A Three-Dimensional Constitutive Model for Polycrystalline Shape Memory Alloys Under Large Strains Combined With Large Rotations

Abstract

Shape Memory Alloys (SMAs), known as an intermetallic alloys with the ability to recover its predefined shape under specific thermomechanical loading, has been widely aware of working as actuators for active/smart morphing structures in engineering industry. Because of the high actuation energy density of SMAs, compared to other active materials, structures integrated with SMA-based actuators has high advantage in terms of tradeoffs between overall structure weight, integrity and functionality. The majority of available constitutive models for SMAs are developed within infinitesimal strain regime. However, it was reported that particular SMAs can generate transformation strains nearly up to 8%–10%, for which the adopted infinitesimal strain assumption is no longer appropriate. Furthermore, industry applications may require SMA actuators, such as a SMA torque tube, undergo large rotation deformation at work. Combining the above two facts, a constitutive model for SMAs developed on a finite deformation framework is required to predict accurate response for these SMA-based actuators under large deformations.
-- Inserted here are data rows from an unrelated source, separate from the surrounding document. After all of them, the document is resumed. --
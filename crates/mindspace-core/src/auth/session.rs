//! Session store for the signed-in user.
//!
//! Holds at most one active session and mirrors its user id into durable
//! storage so the next start can restore it. All mutations are synchronous;
//! storage failures are logged and otherwise ignored.

use tracing::{debug, info, warn};

use mindspace_types::identity::{Identity, ProfileRecord, UserId};

use crate::repository::storage::SessionStorage;

/// Storage key holding the signed-in user's id.
pub const SESSION_KEY: &str = "userId";

/// The active session.
///
/// A session created by a fresh login carries the full identity. A session
/// restored from storage only knows the user id until a profile record is
/// attached.
#[derive(Debug, Clone, PartialEq, Eq)]
pub struct Session {
    user_id: UserId,
    identity: Option<Identity>,
}

impl Session {
    pub fn user_id(&self) -> &UserId {
        &self.user_id
    }

    pub fn identity(&self) -> Option<&Identity> {
        self.identity.as_ref()
    }
}

/// Owner of the process-wide session state.
pub struct SessionStore<S: SessionStorage> {
    storage: S,
    current: Option<Session>,
}

impl<S: SessionStorage> SessionStore<S> {
    /// Create an uninitialized store. Call [`restore`](Self::restore) to load
    /// a persisted session.
    pub fn new(storage: S) -> Self {
        Self {
            storage,
            current: None,
        }
    }

    /// Access the underlying storage.
    pub fn storage(&self) -> &S {
        &self.storage
    }

    /// Populate the session from the persisted user id, if there is one.
    pub fn restore(&mut self) {
        match self.storage.get(SESSION_KEY) {
            Ok(Some(id)) if !id.trim().is_empty() => {
                debug!(user_id = %id, "Session restored from storage");
                self.current = Some(Session {
                    user_id: UserId::new(id),
                    identity: None,
                });
            }
            Ok(_) => debug!("No persisted session"),
            Err(e) => {
                warn!(error = %e, "Failed to read persisted session, starting signed out");
                self.current = None;
            }
        }
    }

    /// Make `identity` the active session and persist its id.
    pub fn login(&mut self, identity: Identity) {
        if let Err(e) = self.storage.set(SESSION_KEY, identity.id.as_str()) {
            warn!(user_id = %identity.id, error = %e, "Failed to persist session");
        }
        info!(user_id = %identity.id, "Signed in");
        self.current = Some(Session {
            user_id: identity.id.clone(),
            identity: Some(identity),
        });
    }

    /// Clear the session and forget the persisted id.
    ///
    /// Returns the session that was active, if any.
    pub fn logout(&mut self) -> Option<Session> {
        if let Err(e) = self.storage.remove(SESSION_KEY) {
            warn!(error = %e, "Failed to remove persisted session");
        }
        let previous = self.current.take();
        if let Some(session) = &previous {
            info!(user_id = %session.user_id, "Signed out");
        }
        previous
    }

    /// The active session, if any.
    pub fn current(&self) -> Option<&Session> {
        self.current.as_ref()
    }

    /// Fill in the identity of a restored session from its profile record.
    ///
    /// Ignored when the record belongs to another user or the session already
    /// has an identity from a fresh login.
    pub fn attach_profile(&mut self, record: &ProfileRecord) {
        if let Some(session) = self.current.as_mut() {
            if session.user_id == record.id && session.identity.is_none() {
                session.identity = Some(Identity {
                    id: record.id.clone(),
                    name: record.name.clone(),
                    email: record.email.clone(),
                    picture_url: record.picture.clone(),
                });
            }
        }
    }
}
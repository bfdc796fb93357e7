//! 用户资料：由外部协作方提供，核心只读，仅作为个性化输入

use std::collections::BTreeMap;

use serde::{Deserialize, Serialize};

#[derive(Debug, Clone, Default, PartialEq, Serialize, Deserialize)]
#[serde(default)]
pub struct UserProfile {
    pub name: Option<String>,
    pub title: Option<String>,
    pub signature: Option<String>,
    /// 如 "concise" / "warm" / "formal"
    pub tone_preference: Option<String>,
    pub writing_patterns: Vec<String>,
    pub custom_preferences: BTreeMap<String, String>,
    /// 为 false 时 prompt 不渲染个性化段
    pub use_personalization: bool,
}

impl UserProfile {
    /// 个性化段落；未开启或没有任何可用字段时为 None
    pub fn render(&self) -> Option<String> {
        if !self.use_personalization {
            return None;
        }
        let mut lines = Vec::new();
        if let Some(name) = &self.name {
            lines.push(format!("- The user's name is {name}."));
        }
        if let Some(title) = &self.title {
            lines.push(format!("- Their title is {title}."));
        }
        if let Some(tone) = &self.tone_preference {
            lines.push(format!("- Preferred tone: {tone}."));
        }
        if !self.writing_patterns.is_empty() {
            lines.push(format!(
                "- Writing patterns to mirror: {}.",
                self.writing_patterns.join("; ")
            ));
        }
        if let Some(signature) = &self.signature {
            lines.push(format!(
                "- When drafting emails or messages on their behalf, sign off with:\n{signature}"
            ));
        }
        for (key, value) in &self.custom_preferences {
            lines.push(format!("- {key}: {value}"));
        }
        if lines.is_empty() {
            return None;
        }
        Some(format!("## About the user\n{}", lines.join("\n")))
    }
}

#[cfg(test)]
mod tests {
    use super::*;

    #[test]
    fn test_render_requires_flag() {
        let mut profile = UserProfile {
            name: Some("Dana".into()),
            tone_preference: Some("concise".into()),
            ..UserProfile::default()
        };
        assert!(profile.render().is_none());

        profile.use_personalization = true;
        let block = profile.render().unwrap();
        assert!(block.contains("Dana"));
        assert!(block.contains("Preferred tone: concise."));
    }

    #[test]
    fn test_empty_profile_renders_nothing() {
        let profile = UserProfile {
            use_personalization: true,
            ..UserProfile::default()
        };
        assert!(profile.render().is_none());
    }
}
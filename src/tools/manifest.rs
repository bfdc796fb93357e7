//! 工具清单：编译期列出的工具构造函数
//!
//! 启动时逐条构造并注册；单个条目构造失败（返回 Err 或 panic）只记日志并跳过，不影响启动。

use std::panic::{catch_unwind, AssertUnwindSafe};
use std::sync::Arc;

use crate::config::AppConfig;
use crate::tools::{EchoTool, Tool, ToolRegistry};

pub type ToolConstructor = fn(&AppConfig) -> anyhow::Result<Arc<dyn Tool>>;

#[derive(Clone, Copy)]
pub struct ManifestEntry {
    pub name: &'static str,
    pub build: ToolConstructor,
}

/// 被跳过的清单条目
#[derive(Debug, Clone, PartialEq, Eq)]
pub struct SkippedTool {
    pub name: String,
    pub reason: String,
}

#[derive(Default, Clone)]
pub struct ToolManifest {
    entries: Vec<ManifestEntry>,
}

impl ToolManifest {
    pub fn new() -> Self {
        Self::default()
    }

    /// 内置工具
    pub fn builtin() -> Self {
        Self::new().with("echo", |_| Ok(Arc::new(EchoTool)))
    }

    pub fn with(mut self, name: &'static str, build: ToolConstructor) -> Self {
        self.entries.push(ManifestEntry { name, build });
        self
    }

    pub fn len(&self) -> usize {
        self.entries.len()
    }

    pub fn is_empty(&self) -> bool {
        self.entries.is_empty()
    }

    /// 构造并注册全部条目，返回注册表与被跳过的条目
    pub fn load(&self, cfg: &AppConfig) -> (ToolRegistry, Vec<SkippedTool>) {
        let mut registry = ToolRegistry::new();
        let mut skipped = Vec::new();

        for entry in &self.entries {
            let built = match catch_unwind(AssertUnwindSafe(|| (entry.build)(cfg))) {
                Ok(Ok(tool)) => tool,
                Ok(Err(e)) => {
                    tracing::warn!(tool = entry.name, error = %e, "Failed to load tool, skipping");
                    skipped.push(SkippedTool {
                        name: entry.name.to_string(),
                        reason: e.to_string(),
                    });
                    continue;
                }
                Err(_) => {
                    tracing::warn!(tool = entry.name, "Tool constructor panicked, skipping");
                    skipped.push(SkippedTool {
                        name: entry.name.to_string(),
                        reason: "constructor panicked".to_string(),
                    });
                    continue;
                }
            };

            if let Err(e) = registry.register_arc(built) {
                tracing::warn!(tool = entry.name, error = %e, "Failed to register tool, skipping");
                skipped.push(SkippedTool {
                    name: entry.name.to_string(),
                    reason: e.to_string(),
                });
            }
        }

        tracing::info!(
            loaded = registry.len(),
            skipped = skipped.len(),
            "Tool manifest loaded"
        );
        (registry, skipped)
    }
}

#[cfg(test)]
mod tests {
    use super::*;
    use crate::tools::{FnTool, ToolOutput};

    fn good(_: &AppConfig) -> anyhow::Result<Arc<dyn Tool>> {
        Ok(Arc::new(FnTool::new("lookup", |_p, _c| async {
            Ok(ToolOutput::ok(serde_json::json!([])))
        })))
    }

    fn failing(_: &AppConfig) -> anyhow::Result<Arc<dyn Tool>> {
        anyhow::bail!("missing credentials")
    }

    fn panicking(_: &AppConfig) -> anyhow::Result<Arc<dyn Tool>> {
        panic!("boom")
    }

    #[test]
    fn test_failed_entries_are_skipped() {
        let manifest = ToolManifest::builtin()
            .with("broken", failing)
            .with("lookup", good)
            .with("exploding", panicking)
            .with("lookup_again", good);
        let (registry, skipped) = manifest.load(&AppConfig::default());

        assert_eq!(registry.tool_names(), vec!["echo", "lookup"]);
        let names: Vec<_> = skipped.iter().map(|s| s.name.as_str()).collect();
        assert_eq!(names, vec!["broken", "exploding", "lookup_again"]);
        assert_eq!(skipped[0].reason, "missing credentials");
    }
}
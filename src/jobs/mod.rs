//! 异步任务队列句柄
//!
//! 工具可通过 ToolContext 投递后台任务并返回 job_id；编排器只负责把最近一次的 job_id / status
//! 写到助手消息上，不轮询任务状态。

use std::sync::Arc;

use async_trait::async_trait;
use serde::{Deserialize, Serialize};
use tokio::sync::RwLock;

use crate::core::JobQueueError;

/// 待投递的后台任务
#[derive(Debug, Clone, PartialEq, Serialize, Deserialize)]
pub struct JobRequest {
    pub kind: String,
    pub payload: serde_json::Value,
    pub user_id: String,
    pub session_id: Option<String>,
}

/// 工具结果中携带的任务引用
#[derive(Debug, Clone, PartialEq, Eq, Serialize, Deserialize)]
pub struct JobRef {
    pub job_id: String,
    pub status: Option<String>,
}

#[async_trait]
pub trait JobQueue: Send + Sync {
    /// 投递任务，返回 job_id
    async fn enqueue(&self, job: JobRequest) -> Result<String, JobQueueError>;
}

/// 进程内队列：只记录投递过的任务，由宿主进程自行消费
#[derive(Default, Clone)]
pub struct InMemoryJobQueue {
    jobs: Arc<RwLock<Vec<(String, JobRequest)>>>,
}

impl InMemoryJobQueue {
    pub fn new() -> Self {
        Self::default()
    }

    pub async fn pending(&self) -> Vec<(String, JobRequest)> {
        self.jobs.read().await.clone()
    }
}

#[async_trait]
impl JobQueue for InMemoryJobQueue {
    async fn enqueue(&self, job: JobRequest) -> Result<String, JobQueueError> {
        let id = uuid::Uuid::new_v4().to_string();
        tracing::info!(job_id = %id, kind = %job.kind, "Job enqueued");
        self.jobs.write().await.push((id.clone(), job));
        Ok(id)
    }
}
A three-dimensional constitutive model for SMAs considering large strains with large rotations is proposed in this work. This model utilizes the logarithmic strain as a finite strain measure for large deformation analysis so that its rate form hypoelastic constitutive relation can be consistently integrated to deliver a free energy based hyper-elastic constitutive relation. The martensitic volume fraction and the second-order transformation strain tensor are chosen as the internal state variables to characterize the inelastic response exhibited by polycrystalline SMAs. Numerical experiments for basic SMA geometries, such as a bar under tension and a torque tube under torsion are performed to test the capabilities of the newly proposed model. The presented formulation and its numerical implementation scheme can be extended in future work for the incorporation of other inelastic phenomenas such as transformation-induced plasticity, viscoplasticity and creep under large deformations.